6.3 A digression on metric vs affine geodesic equation

After discussing the consequences of ultra local couplings between the matter fields and the affine connection, let us take on the discussion about the propagation of test particles initiated in Sect. 2. We indicated there how the projective symmetry was related to the re-parameterisation invariance of the autoparallel or affine geodesic Eq. (9) that for affinely parameterised curves can be written as

$$\begin{aligned} \ddot{x}^\alpha +\Gamma ^\alpha {}_{\mu \nu }\dot{x}^\mu \dot{x}^\nu =0. \end{aligned}$$
(77)

This equation describes the straightest paths defined as those whose acceleration along the tangent direction vanishes, while the shortest paths are described by the metric geodesic equation

$$\begin{aligned} \ddot{x}^\alpha +{\bar{\Gamma }}^\alpha {}_{\mu \nu }(g)\dot{x}^\mu \dot{x}^\nu =0. \end{aligned}$$
(78)

Unlike the autoparallel Eq. (77), the metric geodesic equation is oblivious to the general affine structure and only cares about the Levi-Civita part entirely determined by the metric, as it should because the length of curves only depends on the metric. We can parameterise the difference between both equations by performing a post-Riemannian expansion \(\Gamma ^\alpha {}_{\mu \nu }={\bar{\Gamma }}^\alpha {}_{\mu \nu }+\Upsilon ^\alpha {}_{\mu \nu }\) so the autoparallel equation reads

$$\begin{aligned} \ddot{x}^\alpha +{\bar{\Gamma }}^\alpha {}_{\mu \nu }(g)\dot{x}^\mu \dot{x}^\nu =-\Upsilon ^\alpha {}_{\mu \nu }\dot{x}^\mu \dot{x}^\nu . \end{aligned}$$
(79)

Only experiments can tell us whether particles follow metric geodesic paths or their trajectories are in turn auto-parallel curves for the full affine connection.

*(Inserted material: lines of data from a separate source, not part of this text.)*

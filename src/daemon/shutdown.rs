use tokio::sync::watch;

/// Why the serve loop is asked to exit.
#[derive(Debug, Clone, Copy, PartialEq, Eq)]
pub enum ShutdownReason {
    Signal(&'static str),
    Requested,
}

/// Owned by the serve loop; hands out cheap handles that only notify.
pub struct ShutdownCoordinator {
    tx: watch::Sender<Option<ShutdownReason>>,
    rx: watch::Receiver<Option<ShutdownReason>>,
}

#[derive(Clone)]
pub struct ShutdownHandle {
    tx: watch::Sender<Option<ShutdownReason>>,
}

impl ShutdownCoordinator {
    pub fn new() -> Self {
        let (tx, rx) = watch::channel(None);
        Self { tx, rx }
    }

    pub fn handle(&self) -> ShutdownHandle {
        ShutdownHandle {
            tx: self.tx.clone(),
        }
    }

    /// Resolves with the first reason any handle reported.
    pub async fn wait(&mut self) -> ShutdownReason {
        loop {
            if let Some(reason) = *self.rx.borrow_and_update() {
                return reason;
            }
            if self.rx.changed().await.is_err() {
                return ShutdownReason::Requested;
            }
        }
    }
}

impl Default for ShutdownCoordinator {
    fn default() -> Self {
        Self::new()
    }
}

impl ShutdownHandle {
    /// First caller wins; later reasons are ignored.
    pub fn shutdown(&self, reason: ShutdownReason) {
        self.tx.send_if_modified(|current| {
            if current.is_none() {
                *current = Some(reason);
                true
            } else {
                false
            }
        });
    }
}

In other words, we can only constrain the \(\Upsilon -\)sector by resorting to experiments. However, we can argue which one seems more natural, with all the caveats that this word might induce, from a theoretical perspective. Let us state our conclusion right away: metric geodesic trajectories seem better aligned with our current understanding of physics. Let us elaborate on why we believe this.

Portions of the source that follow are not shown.